--- INFORMATION SUPPLIED ---
■ ■ ■ ■ ■

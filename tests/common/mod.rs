// SPDX-License-Identifier: MPL-2.0
// This Source Code Form is subject to the terms of the Mozilla Public
// License, v. 2.0. If a copy of the MPL was not distributed with this
// file, You can obtain one at https://mozilla.org/MPL/2.0/.

//! In-memory host framework used by the integration tests.

#![allow(dead_code)]

use std::collections::HashMap;
use std::sync::Arc;

use awtrix_bridge::accessory::{
    Characteristic, CharacteristicValue, GetHandler, HostService, ServiceFactory, ServiceKind,
    SetHandler,
};
use parking_lot::Mutex;

/// A service that stores values and handlers in memory.
pub struct MemoryService {
    kind: ServiceKind,
    name: String,
    subtype: Option<String>,
    values: Mutex<HashMap<Characteristic, CharacteristicValue>>,
    getters: Mutex<HashMap<Characteristic, GetHandler>>,
    setters: Mutex<HashMap<Characteristic, SetHandler>>,
}

impl MemoryService {
    pub fn name(&self) -> &str {
        &self.name
    }

    pub fn value(&self, characteristic: Characteristic) -> Option<CharacteristicValue> {
        self.values.lock().get(&characteristic).cloned()
    }

    /// Runs the read handler the way the host would on a characteristic read.
    pub async fn read(&self, characteristic: Characteristic) -> CharacteristicValue {
        let handler = self
            .getters
            .lock()
            .get(&characteristic)
            .cloned()
            .unwrap_or_else(|| panic!("no read handler for {characteristic:?}"));
        handler().await
    }

    /// Runs the write handler the way the host would on a characteristic write.
    pub async fn write(&self, characteristic: Characteristic, value: impl Into<CharacteristicValue>) {
        let handler = self
            .setters
            .lock()
            .get(&characteristic)
            .cloned()
            .unwrap_or_else(|| panic!("no write handler for {characteristic:?}"));
        handler(value.into()).await;
    }
}

impl HostService for MemoryService {
    fn kind(&self) -> ServiceKind {
        self.kind
    }

    fn set_value(&self, characteristic: Characteristic, value: CharacteristicValue) {
        self.values.lock().insert(characteristic, value);
    }

    fn on_get(&self, characteristic: Characteristic, handler: GetHandler) {
        self.getters.lock().insert(characteristic, handler);
    }

    fn on_set(&self, characteristic: Characteristic, handler: SetHandler) {
        self.setters.lock().insert(characteristic, handler);
    }
}

#[derive(Default)]
pub struct MemoryHost {
    services: Mutex<Vec<Arc<MemoryService>>>,
}

impl MemoryHost {
    pub fn new() -> Self {
        Self::default()
    }

    /// Finds a service by kind and subtype, panicking if absent.
    pub fn service(&self, kind: ServiceKind, subtype: Option<&str>) -> Arc<MemoryService> {
        self.services
            .lock()
            .iter()
            .find(|s| s.kind == kind && s.subtype.as_deref() == subtype)
            .cloned()
            .unwrap_or_else(|| panic!("no {kind:?} service with subtype {subtype:?}"))
    }
}

impl ServiceFactory for MemoryHost {
    fn create_service(
        &self,
        kind: ServiceKind,
        name: &str,
        subtype: Option<&str>,
    ) -> Arc<dyn HostService> {
        let service = Arc::new(MemoryService {
            kind,
            name: name.to_string(),
            subtype: subtype.map(str::to_string),
            values: Mutex::new(HashMap::new()),
            getters: Mutex::new(HashMap::new()),
            setters: Mutex::new(HashMap::new()),
        });
        self.services.lock().push(Arc::clone(&service));
        service
    }
}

■ ■ ■ ■ ■

--- PROBLEM DESCRIPTION ---
Including any blank lines, repeat the data exactly.

--- ANSWER SPACE ---
filename tests/common/mod.rs
// SPDX-License-Identifier: MPL-2.0
// This Source Code Form is subject to the terms of the Mozilla Public
// License, v. 2.0. If a copy of the MPL was not distributed with this
// file, You can obtain one at https://mozilla.org/MPL/2.0/.

//! In-memory host framework used by the integration tests.

#![allow(dead_code)]

use std::collections::HashMap;
use std::sync::Arc;

use awtrix_bridge::accessory::{
    Characteristic, CharacteristicValue, GetHandler, HostService, ServiceFactory, ServiceKind,
    SetHandler,
};
use parking_lot::Mutex;

/// A service that stores values and handlers in memory.
pub struct MemoryService {
    kind: ServiceKind,
    name: String,
    subtype: Option<String>,
    values: Mutex<HashMap<Characteristic, CharacteristicValue>>,
    getters: Mutex<HashMap<Characteristic, GetHandler>>,
    setters: Mutex<HashMap<Characteristic, SetHandler>>,
}

impl MemoryService {
    pub fn name(&self) -> &str {
        &self.name
    }

    pub fn value(&self, characteristic: Characteristic) -> Option<CharacteristicValue> {
        self.values.lock().get(&characteristic).cloned()
    }

    /// Runs the read handler the way the host would on a characteristic read.
    pub async fn read(&self, characteristic: Characteristic) -> CharacteristicValue {
        let handler = self
            .getters
            .lock()
            .get(&characteristic)
            .cloned()
            .unwrap_or_else(|| panic!("no read handler for {characteristic:?}"));
        handler().await
    }

    /// Runs the write handler the way the host would on a characteristic write.
    pub async fn write(&self, characteristic: Characteristic, value: impl Into<CharacteristicValue>) {
        let handler = self
            .setters
            .lock()
            .get(&characteristic)
            .cloned()
            .unwrap_or_else(|| panic!("no write handler for {characteristic:?}"));
        handler(value.into()).await;
    }
}

impl HostService for MemoryService {
    fn kind(&self) -> ServiceKind {
        self.kind
    }

    fn set_value(&self, characteristic: Characteristic, value: CharacteristicValue) {
        self.values.lock().insert(characteristic, value);
    }

    fn on_get(&self, characteristic: Characteristic, handler: GetHandler) {
        self.getters.lock().insert(characteristic, handler);
    }

    fn on_set(&self, characteristic: Characteristic, handler: SetHandler) {
        self.setters.lock().insert(characteristic, handler);
    }
}

#[derive(Default)]
pub struct MemoryHost {
    services: Mutex<Vec<Arc<MemoryService>>>,
}

impl MemoryHost {
    pub fn new() -> Self {
        Self::default()
    }

    /// Finds a service by kind and subtype, panicking if absent.
    pub fn service(&self, kind: ServiceKind, subtype: Option<&str>) -> Arc<MemoryService> {
        self.services
            .lock()
            .iter()
            .find(|s| s.kind == kind && s.subtype.as_deref() == subtype)
            .cloned()
            .unwrap_or_else(|| panic!("no {kind:?} service with subtype {subtype:?}"))
    }
}

impl ServiceFactory for MemoryHost {
    fn create_service(
        &self,
        kind: ServiceKind,
        name: &str,
        subtype: Option<&str>,
    ) -> Arc<dyn HostService> {
        let service = Arc::new(MemoryService {
            kind,
            name: name.to_string(),
            subtype: subtype.map(str::to_string),
            values: Mutex::new(HashMap::new()),
            getters: Mutex::new(HashMap::new()),
            setters: Mutex::new(HashMap::new()),
        });
        self.services.lock().push(Arc::clone(&service));
        service
    }
}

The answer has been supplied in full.